In the entries below, find the line with "impl Invariant for DirectPeerBound" and the line with "pub enum ServerError". Return those two lines and all lines between them, exactly.

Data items
--

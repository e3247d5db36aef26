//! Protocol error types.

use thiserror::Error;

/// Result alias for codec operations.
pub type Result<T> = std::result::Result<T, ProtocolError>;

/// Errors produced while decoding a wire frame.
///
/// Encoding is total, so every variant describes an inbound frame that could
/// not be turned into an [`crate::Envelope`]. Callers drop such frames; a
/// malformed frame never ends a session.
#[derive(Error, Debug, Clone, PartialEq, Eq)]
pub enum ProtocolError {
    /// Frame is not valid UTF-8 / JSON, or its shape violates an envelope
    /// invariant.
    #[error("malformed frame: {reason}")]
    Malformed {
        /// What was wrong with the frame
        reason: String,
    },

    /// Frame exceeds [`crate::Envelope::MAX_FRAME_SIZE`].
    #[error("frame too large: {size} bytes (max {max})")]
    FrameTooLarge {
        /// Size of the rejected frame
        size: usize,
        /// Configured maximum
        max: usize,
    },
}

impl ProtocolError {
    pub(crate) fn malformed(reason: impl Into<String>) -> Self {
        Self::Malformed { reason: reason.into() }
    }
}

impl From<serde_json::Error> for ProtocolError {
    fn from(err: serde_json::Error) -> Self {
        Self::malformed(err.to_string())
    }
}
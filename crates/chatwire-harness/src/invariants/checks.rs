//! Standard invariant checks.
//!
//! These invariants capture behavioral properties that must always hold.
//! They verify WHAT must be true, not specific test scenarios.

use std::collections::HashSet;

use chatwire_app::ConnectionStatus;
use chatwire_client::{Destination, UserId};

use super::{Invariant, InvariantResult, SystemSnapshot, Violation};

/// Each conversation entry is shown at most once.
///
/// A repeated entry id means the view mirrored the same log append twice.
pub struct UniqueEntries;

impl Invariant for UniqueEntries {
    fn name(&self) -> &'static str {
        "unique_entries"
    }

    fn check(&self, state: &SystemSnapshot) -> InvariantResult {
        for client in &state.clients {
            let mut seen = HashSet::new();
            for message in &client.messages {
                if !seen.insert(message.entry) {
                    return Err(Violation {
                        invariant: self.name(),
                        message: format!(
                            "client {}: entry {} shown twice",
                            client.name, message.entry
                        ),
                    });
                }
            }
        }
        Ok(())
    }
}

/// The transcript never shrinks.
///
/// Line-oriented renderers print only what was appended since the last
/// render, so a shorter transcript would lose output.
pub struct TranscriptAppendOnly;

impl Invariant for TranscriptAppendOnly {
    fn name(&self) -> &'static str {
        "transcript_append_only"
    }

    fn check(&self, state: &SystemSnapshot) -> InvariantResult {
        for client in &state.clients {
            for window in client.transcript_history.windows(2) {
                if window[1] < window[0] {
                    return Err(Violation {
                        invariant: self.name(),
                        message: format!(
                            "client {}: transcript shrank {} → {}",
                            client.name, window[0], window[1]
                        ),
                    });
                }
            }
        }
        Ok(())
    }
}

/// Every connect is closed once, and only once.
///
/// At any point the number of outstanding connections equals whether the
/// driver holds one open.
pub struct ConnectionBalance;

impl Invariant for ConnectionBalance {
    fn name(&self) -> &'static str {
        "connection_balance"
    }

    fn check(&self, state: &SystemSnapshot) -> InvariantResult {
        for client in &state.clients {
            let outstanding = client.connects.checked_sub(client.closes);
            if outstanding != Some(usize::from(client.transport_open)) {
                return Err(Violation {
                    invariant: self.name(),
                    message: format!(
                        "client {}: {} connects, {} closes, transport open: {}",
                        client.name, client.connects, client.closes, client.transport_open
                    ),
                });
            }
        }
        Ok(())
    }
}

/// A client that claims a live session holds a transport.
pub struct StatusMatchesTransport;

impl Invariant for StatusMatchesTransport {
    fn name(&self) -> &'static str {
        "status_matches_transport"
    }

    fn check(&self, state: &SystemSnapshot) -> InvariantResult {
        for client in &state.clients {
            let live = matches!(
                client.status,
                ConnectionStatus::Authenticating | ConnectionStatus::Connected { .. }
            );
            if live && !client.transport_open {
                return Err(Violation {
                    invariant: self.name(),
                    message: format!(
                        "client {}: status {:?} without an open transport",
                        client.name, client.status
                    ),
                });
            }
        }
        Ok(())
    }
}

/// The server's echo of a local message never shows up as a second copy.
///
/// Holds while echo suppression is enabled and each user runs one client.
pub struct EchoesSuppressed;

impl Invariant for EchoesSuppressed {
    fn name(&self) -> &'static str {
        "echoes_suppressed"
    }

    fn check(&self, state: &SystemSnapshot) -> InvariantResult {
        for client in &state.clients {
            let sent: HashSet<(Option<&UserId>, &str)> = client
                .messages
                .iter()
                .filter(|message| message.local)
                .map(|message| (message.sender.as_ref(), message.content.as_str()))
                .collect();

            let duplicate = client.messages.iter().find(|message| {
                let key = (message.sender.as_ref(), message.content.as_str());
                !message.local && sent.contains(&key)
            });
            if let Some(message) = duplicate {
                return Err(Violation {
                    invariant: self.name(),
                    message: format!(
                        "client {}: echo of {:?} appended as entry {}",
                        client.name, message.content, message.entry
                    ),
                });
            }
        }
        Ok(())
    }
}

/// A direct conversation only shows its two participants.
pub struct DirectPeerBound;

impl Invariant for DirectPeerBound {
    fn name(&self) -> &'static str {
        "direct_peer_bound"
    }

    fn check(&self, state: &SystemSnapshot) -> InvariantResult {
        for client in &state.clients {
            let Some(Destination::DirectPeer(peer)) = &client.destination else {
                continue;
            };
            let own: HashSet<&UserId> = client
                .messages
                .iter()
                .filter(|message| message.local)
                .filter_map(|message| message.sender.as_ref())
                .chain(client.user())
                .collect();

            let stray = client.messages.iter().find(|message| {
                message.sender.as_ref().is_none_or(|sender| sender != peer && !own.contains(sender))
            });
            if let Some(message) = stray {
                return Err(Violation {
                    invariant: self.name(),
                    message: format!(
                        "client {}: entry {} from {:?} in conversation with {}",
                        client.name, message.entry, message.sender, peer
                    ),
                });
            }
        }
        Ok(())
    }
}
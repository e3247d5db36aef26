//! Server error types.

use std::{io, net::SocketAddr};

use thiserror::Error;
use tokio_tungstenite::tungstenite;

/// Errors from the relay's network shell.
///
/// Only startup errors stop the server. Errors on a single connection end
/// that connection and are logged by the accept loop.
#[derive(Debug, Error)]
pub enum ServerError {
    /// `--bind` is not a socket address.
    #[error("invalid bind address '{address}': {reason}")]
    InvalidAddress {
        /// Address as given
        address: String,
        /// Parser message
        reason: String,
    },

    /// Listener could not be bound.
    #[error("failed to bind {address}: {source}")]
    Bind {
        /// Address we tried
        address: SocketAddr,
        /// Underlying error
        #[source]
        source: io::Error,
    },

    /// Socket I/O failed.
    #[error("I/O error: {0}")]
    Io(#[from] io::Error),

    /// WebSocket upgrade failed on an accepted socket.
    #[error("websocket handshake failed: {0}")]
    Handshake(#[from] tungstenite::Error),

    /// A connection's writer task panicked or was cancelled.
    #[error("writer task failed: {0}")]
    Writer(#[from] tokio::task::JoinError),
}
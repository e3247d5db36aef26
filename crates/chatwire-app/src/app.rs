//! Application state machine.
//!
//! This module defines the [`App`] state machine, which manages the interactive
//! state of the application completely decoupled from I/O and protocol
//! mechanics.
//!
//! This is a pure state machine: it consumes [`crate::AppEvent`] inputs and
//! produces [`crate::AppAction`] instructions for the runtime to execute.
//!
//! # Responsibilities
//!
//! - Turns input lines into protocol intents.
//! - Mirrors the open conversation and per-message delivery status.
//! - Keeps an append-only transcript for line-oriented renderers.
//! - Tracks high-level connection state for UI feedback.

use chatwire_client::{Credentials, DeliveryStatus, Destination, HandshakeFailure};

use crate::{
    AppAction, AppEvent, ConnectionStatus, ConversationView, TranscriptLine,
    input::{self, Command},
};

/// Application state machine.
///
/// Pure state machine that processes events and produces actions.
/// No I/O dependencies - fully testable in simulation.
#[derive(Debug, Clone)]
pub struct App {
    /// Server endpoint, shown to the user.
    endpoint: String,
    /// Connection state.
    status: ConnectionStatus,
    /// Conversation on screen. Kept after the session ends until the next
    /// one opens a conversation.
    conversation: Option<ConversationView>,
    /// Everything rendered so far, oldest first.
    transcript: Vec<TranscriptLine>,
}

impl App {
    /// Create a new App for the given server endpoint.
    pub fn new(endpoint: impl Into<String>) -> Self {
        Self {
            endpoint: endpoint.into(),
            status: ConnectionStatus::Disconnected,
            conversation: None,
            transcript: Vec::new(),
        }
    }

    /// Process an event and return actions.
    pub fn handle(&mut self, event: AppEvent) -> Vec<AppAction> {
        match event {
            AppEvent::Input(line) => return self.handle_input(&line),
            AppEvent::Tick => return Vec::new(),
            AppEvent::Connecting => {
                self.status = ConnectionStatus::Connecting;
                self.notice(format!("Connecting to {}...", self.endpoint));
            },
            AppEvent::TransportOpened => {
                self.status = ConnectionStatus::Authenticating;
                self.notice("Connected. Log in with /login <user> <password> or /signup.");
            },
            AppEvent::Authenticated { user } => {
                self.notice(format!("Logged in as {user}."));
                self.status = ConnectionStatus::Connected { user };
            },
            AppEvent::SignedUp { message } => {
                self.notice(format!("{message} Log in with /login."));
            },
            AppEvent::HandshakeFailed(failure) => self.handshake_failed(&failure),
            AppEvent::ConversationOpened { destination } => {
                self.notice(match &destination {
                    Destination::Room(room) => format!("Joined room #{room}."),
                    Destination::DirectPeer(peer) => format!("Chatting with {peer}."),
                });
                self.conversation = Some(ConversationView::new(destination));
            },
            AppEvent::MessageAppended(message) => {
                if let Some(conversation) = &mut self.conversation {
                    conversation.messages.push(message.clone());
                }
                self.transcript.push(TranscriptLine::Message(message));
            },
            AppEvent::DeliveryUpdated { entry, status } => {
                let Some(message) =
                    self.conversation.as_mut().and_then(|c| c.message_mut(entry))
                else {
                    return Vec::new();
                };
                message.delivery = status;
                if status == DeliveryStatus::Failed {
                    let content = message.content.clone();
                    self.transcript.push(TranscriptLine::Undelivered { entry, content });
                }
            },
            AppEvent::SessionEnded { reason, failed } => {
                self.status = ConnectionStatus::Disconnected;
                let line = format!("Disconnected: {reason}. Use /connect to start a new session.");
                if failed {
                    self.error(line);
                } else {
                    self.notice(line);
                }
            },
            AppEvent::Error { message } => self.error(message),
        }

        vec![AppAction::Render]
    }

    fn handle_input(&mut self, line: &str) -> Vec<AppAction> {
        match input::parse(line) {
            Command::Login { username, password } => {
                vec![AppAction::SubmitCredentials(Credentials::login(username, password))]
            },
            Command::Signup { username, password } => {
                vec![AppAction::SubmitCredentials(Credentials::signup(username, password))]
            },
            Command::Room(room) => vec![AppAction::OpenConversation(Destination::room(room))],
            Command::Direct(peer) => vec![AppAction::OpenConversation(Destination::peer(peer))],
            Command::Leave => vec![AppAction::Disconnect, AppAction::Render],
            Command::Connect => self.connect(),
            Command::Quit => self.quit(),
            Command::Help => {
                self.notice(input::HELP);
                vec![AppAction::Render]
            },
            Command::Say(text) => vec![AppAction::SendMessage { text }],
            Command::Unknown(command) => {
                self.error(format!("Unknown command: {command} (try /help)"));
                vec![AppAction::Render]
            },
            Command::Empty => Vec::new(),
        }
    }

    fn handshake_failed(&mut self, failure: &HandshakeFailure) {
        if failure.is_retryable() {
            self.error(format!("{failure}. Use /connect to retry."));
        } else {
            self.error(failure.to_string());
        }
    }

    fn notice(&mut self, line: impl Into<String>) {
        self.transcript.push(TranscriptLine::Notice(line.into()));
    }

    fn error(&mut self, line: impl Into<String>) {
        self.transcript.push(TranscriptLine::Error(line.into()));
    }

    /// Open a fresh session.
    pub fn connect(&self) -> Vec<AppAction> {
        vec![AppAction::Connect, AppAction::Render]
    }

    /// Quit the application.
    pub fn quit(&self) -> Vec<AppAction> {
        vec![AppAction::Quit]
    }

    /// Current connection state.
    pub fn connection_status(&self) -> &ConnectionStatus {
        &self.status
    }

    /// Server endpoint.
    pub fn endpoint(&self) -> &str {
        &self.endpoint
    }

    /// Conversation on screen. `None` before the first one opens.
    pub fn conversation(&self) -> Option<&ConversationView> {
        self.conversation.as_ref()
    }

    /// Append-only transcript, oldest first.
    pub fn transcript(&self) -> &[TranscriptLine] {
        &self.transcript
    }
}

--

## Solution to this problem:
impl Invariant for DirectPeerBound {
    fn name(&self) -> &'static str {
        "direct_peer_bound"
    }

    fn check(&self, state: &SystemSnapshot) -> InvariantResult {
        for client in &state.clients {
            let Some(Destination::DirectPeer(peer)) = &client.destination else {
                continue;
            };
            let own: HashSet<&UserId> = client
                .messages
                .iter()
                .filter(|message| message.local)
                .filter_map(|message| message.sender.as_ref())
                .chain(client.user())
                .collect();

            let stray = client.messages.iter().find(|message| {
                message.sender.as_ref().is_none_or(|sender| sender != peer && !own.contains(sender))
            });
            if let Some(message) = stray {
                return Err(Violation {
                    invariant: self.name(),
                    message: format!(
                        "client {}: entry {} from {:?} in conversation with {}",
                        client.name, message.entry, message.sender, peer
                    ),
                });
            }
        }
        Ok(())
    }
}
repository e3247d5db36aef26
//! Server error types.

use std::{io, net::SocketAddr};

use thiserror::Error;
use tokio_tungstenite::tungstenite;

/// Errors from the relay's network shell.
///
/// Only startup errors stop the server. Errors on a single connection end
/// that connection and are logged by the accept loop.
#[derive(Debug, Error)]
pub enum ServerError {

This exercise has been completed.